If Xtext has a decent parsing engine, one can likely do this with Xtext. A brief perusal of the Xtext site sounds like the lexers and parsers are fairly decent. I didn't see anything about the "Semantic Predicate"s; we have them in DMS and they are lifesavers in some of the really dark corners of parsing. Even using the really good parsing technology (we use GLR parsers), it would be very hard to parse COBOL data declarations (extracting their nesting structure during the parse) without them.
You have an interesting problem in that your language isn't well defined yet. That will make your initial parsers somewhat messy, and you'll revise them a lot. Here's where strong parsing technology helps you: if you can revise your grammar easily you can focus on what you want your language to look like, rather than focusing on fighting the lexer and parser. The fact that you can change your language definition means in fact that if Xtext has some limitations, you can probably bend your language syntax to match without huge amounts of pain. ANTLR does have the proven ability to parse a language pretty much as you imagine it, modulo the usual amount of parser hacking.

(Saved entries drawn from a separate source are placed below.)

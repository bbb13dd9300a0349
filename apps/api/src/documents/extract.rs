use async_trait::async_trait;
use bytes::Bytes;
use thiserror::Error;

#[derive(Debug, Error)]
pub enum ExtractError {
    #[error("could not read PDF: {0}")]
    Pdf(String),

    #[error("document contains no extractable text")]
    Empty,

    #[error("extraction task failed: {0}")]
    Task(#[from] tokio::task::JoinError),
}

/// Turns an uploaded document into plain text.
#[async_trait]
pub trait TextExtractor: Send + Sync {
    async fn extract(&self, content: Bytes) -> Result<String, ExtractError>;
}

/// Whole-document text extraction with `pdf-extract`. Runs on the blocking
/// pool since parsing is CPU-bound.
pub struct PdfTextExtractor;

#[async_trait]
impl TextExtractor for PdfTextExtractor {
    async fn extract(&self, content: Bytes) -> Result<String, ExtractError> {
        let text = tokio::task::spawn_blocking(move || pdf_extract::extract_text_from_mem(&content))
            .await?
            .map_err(|e| ExtractError::Pdf(e.to_string()))?;

        if text.trim().is_empty() {
            return Err(ExtractError::Empty);
        }
        Ok(text)
    }
}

What is never discussed is what else is needed to process a language for real. The first thing you need to be able to do is to construct ASTs, which ANTLR and YACC will help you do; I presume Xtext does also. You also need symbol tables, control and data flow analysis (both local and global), and machinery to transform your language into something else (presumably more executable). Doing just symbol tables you will find surprisingly hard; C++ has several hundred pages of "how to look up an identifier"; Java generics are a lot tougher to get right than you might expect. You might also want to prettyprint the AST back to source code, if you want to offer refactorings. (EDIT: Here both ANTLR and Xtext offer what amounts to text-template driven code generation).
Yet these are complex mechanisms that take as much time, if not more than building the parser. The reason DMS exists isn't because it can parse (we view this just as the ante in a poker game), but because all of this other stuff is very hard and we wanted to amortize the cost of doing it all (DMS has, we think, excellent support for all of these mechanisms but YMMV).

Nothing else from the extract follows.